Give back every line of the material below that has the string "Option".

------------------------------------------------------------

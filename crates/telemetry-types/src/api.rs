use serde::{Deserialize, Serialize};

use crate::models::SampleRecord;

// -- Requests (plaintext before sealing into an envelope) --

/// Body of `/sync_time`.
#[derive(Debug, Clone, Serialize, Deserialize)]
pub struct SyncTimeRequest {
    pub device_id: String,
    pub seq: u32,
}

/// Body of `/register`.
#[derive(Debug, Clone, Serialize, Deserialize)]
pub struct RegisterRequest {
    pub device_id: String,
    pub nonce: String,
    pub seq: u32,
}

/// Body of `/data`.
#[derive(Debug, Clone, Serialize, Deserialize)]
pub struct DataRequest {
    pub device_id: String,
    pub nonce: String,
    pub seq: u32,
    pub records: Vec<SampleRecord>,
}

// -- Responses --

/// Structured reply from the collection endpoint, e.g. `{"status":"OK"}`
/// or `{"status":"notreg"}`. `/sync_time` replies carry `ts` instead.
#[derive(Debug, Clone, Default, Serialize, Deserialize)]
pub struct ServerReply {
    #[serde(default)]
    pub status: Option<String>,
    #[serde(default)]
    pub ts: Option<u64>,
    #[serde(default)]
    pub err: Option<String>,
}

------------------------------------------------------------

§ Response area
    pub status: Option<String>,
    pub ts: Option<u64>,
    pub err: Option<String>,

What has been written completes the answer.